This was originally written as a post-script to Part 4. But it probably should have its own presentation and title, to be findable later. As for the question oft-asked on blogs here: What about
bringing up the issue to a person who, for reasons of clothing,
mannerisms or makeup, etc., might be trans?
This past weekend, I had the extremely good fortune to be in the position of being on both sides of that
question...as the "asker" to the "witch," and as the "askee" by the
observant lady at the show.
The "witch" seemed very
comfortable talking about her outfit and the fact that she wears women's
outfits often (including some time in hoop skirts!) But from our
limited discussions, she seems to be more of a cross-gender "re-enactor"
and "good-will ambassador", than a trans person (it's a question I didn't specifically ask.)
She was very happy to
discuss her outfit and presentation. And she was already in conversation about it with a
female vendor when I approached her, so there were no timing problems
with my asking. It worked very smoothly. And under these
circumstances, it was the appropriate thing to do.
As
for approaching trans people in other circumstances...perhaps not so
much. It really all depends on the people involved and the situation. I
still would recommend being extremely cautious if considering
approaching someone "cold turkey."
From the viewpoint
of the "askee:" I'm still relatively new to discussion of trans
issues (my own or of others), and I experienced a definite shock
factor. (Read my previous post.) That probably will decrease as I gain experience and exposure.

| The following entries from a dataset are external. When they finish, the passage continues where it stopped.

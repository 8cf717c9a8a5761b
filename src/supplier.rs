//! Credential suppliers mint fresh access tokens from long-lived application secrets.

// self
use crate::{
	_prelude::*,
	auth::{CorpCredentials, TokenSecret},
	error::ConfigError,
	http::ApiHttpClient,
	obs::{self, FlowKind, FlowOutcome, FlowSpan, FlowStage},
	transport::{ApiRequest, ApiTransport, TransportErrorMapper},
};

/// Boxed future returned by [`CredentialSupplier::mint`].
pub type SupplyFuture<'a> = Pin<Box<dyn Future<Output = Result<IssuedToken>> + 'a + Send>>;

/// Token value plus the lifetime the remote service granted it.
#[derive(Clone, PartialEq, Eq)]
pub struct IssuedToken {
	/// Access token value.
	pub token: TokenSecret,
	/// Lifetime relative to the moment the token was received.
	pub ttl: Duration,
}
impl IssuedToken {
	/// Creates an issued token.
	pub fn new(token: impl Into<TokenSecret>, ttl: Duration) -> Self {
		Self { token: token.into(), ttl }
	}
}
impl Debug for IssuedToken {
	fn fmt(&self, f: &mut Formatter) -> FmtResult {
		f.debug_struct("IssuedToken").field("token", &self.token).field("ttl", &self.ttl).finish()
	}
}

/// Network exchange that mints a new access token.
///
/// Implementations must not retry internally; the token manager decides when to call again.
pub trait CredentialSupplier
where
	Self: Send + Sync,
{
	/// Mints a token. Each call is one exchange with the remote service.
	fn mint(&self) -> SupplyFuture<'_>;
}

#[derive(Deserialize)]
struct TokenPayload {
	access_token: String,
	expires_in: i64,
}

/// Supplier calling `gettoken` with the corp id + secret pair.
pub struct CorpSecretSupplier<C, M>
where
	C: ?Sized + ApiHttpClient,
	M: ?Sized + TransportErrorMapper<C::TransportError>,
{
	credentials: CorpCredentials,
	transport: ApiTransport<C, M>,
}
impl<C, M> CorpSecretSupplier<C, M>
where
	C: ?Sized + ApiHttpClient,
	M: ?Sized + TransportErrorMapper<C::TransportError>,
{
	/// Creates a supplier for `credentials` that talks through `transport`.
	pub fn new(credentials: CorpCredentials, transport: ApiTransport<C, M>) -> Self {
		Self { credentials, transport }
	}

	fn request(&self) -> ApiRequest {
		ApiRequest::get("gettoken")
			.query("corpid", self.credentials.corp_id.as_ref())
			.query("corpsecret", self.credentials.secret.expose())
	}

	async fn exchange(&self) -> Result<IssuedToken> {
		let payload: TokenPayload = self.transport.call_as(&self.request(), None).await?;

		if payload.expires_in < 0 {
			return Err(ConfigError::NegativeExpiresIn.into());
		}

		Ok(IssuedToken::new(payload.access_token, Duration::seconds(payload.expires_in)))
	}
}
impl<C, M> CredentialSupplier for CorpSecretSupplier<C, M>
where
	C: ?Sized + ApiHttpClient,
	M: ?Sized + TransportErrorMapper<C::TransportError>,
{
	fn mint(&self) -> SupplyFuture<'_> {
		Box::pin(async move {
			let span = FlowSpan::new(FlowStage::GetToken, &self.credentials.scope());

			obs::record_flow_outcome(FlowKind::Supply, FlowOutcome::Attempt);

			let result = span.instrument(self.exchange()).await;

			obs::record_flow_result(FlowKind::Supply, &result);

			result
		})
	}
}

But the lady had done her job of observation (of me) over a long period of
time, and did not bring up the topic with civilians nearby. She was
able to say things to keep me comfortable, and had a wonderful way of
talking about the topic, including her own situation. I did not feel at
all threatened or offended, and was thrilled to have her initiate the
topic. It's nice to make new friends, particularly those with similar
interests...
But that is my take on it, only in these
circumstances. It may not work well under other circumstances. So Your
Mileage May Vary.
The way I see it: whatever you do, always be careful, consider the circumstances, and if in doubt, don't bring up the topic...
Good points,
ReplyDeleteWhen out and about in the civilian population it is often not the time to discuss gender presentations with strangers. Someone like yourself who presents somewhat androgenously can almost always pass off a simple compliment to anyone. I cannot see you crossing too many lines if you compliment someone on their hair, nails, shoes, clothes. I have done so from time to time but since I present as a large rugged guy my wife has told me that my comments on woman's clothes, shoes, etc are wrong and out of place. I think that her concern is that someone will see through my veneer and infer that my interest in woman's wear is because I am a CD.
In the town next to where we have a house there is a person known as the town transvestite. We have seen her several times at festivals, parades, free concerts, etc. My wife has had some discussions with her hair dresser about this person. Her hair dresser is married to a local police sargeant who knows the 'tranny'. The story is that after her wife died that she was in mourning and started to wear her wife's clothing. She has her own long hair and is partial to flouncy blouses and broomstick skirts. When I have seen her she has had her fingernails and toe nails match but her choice of nail color is not so good. She always has her nails done in day glo orange or pink. Very loud and perhaps an acceptable choice for a teen girl but not an older person.
While we have seen her several times I have never engaged her in converation. I think your admonition is correct. If in doubt your best bet may be to remain silent.
Pat
There are several courses one could chart in this instance, and the safest one usually is the best!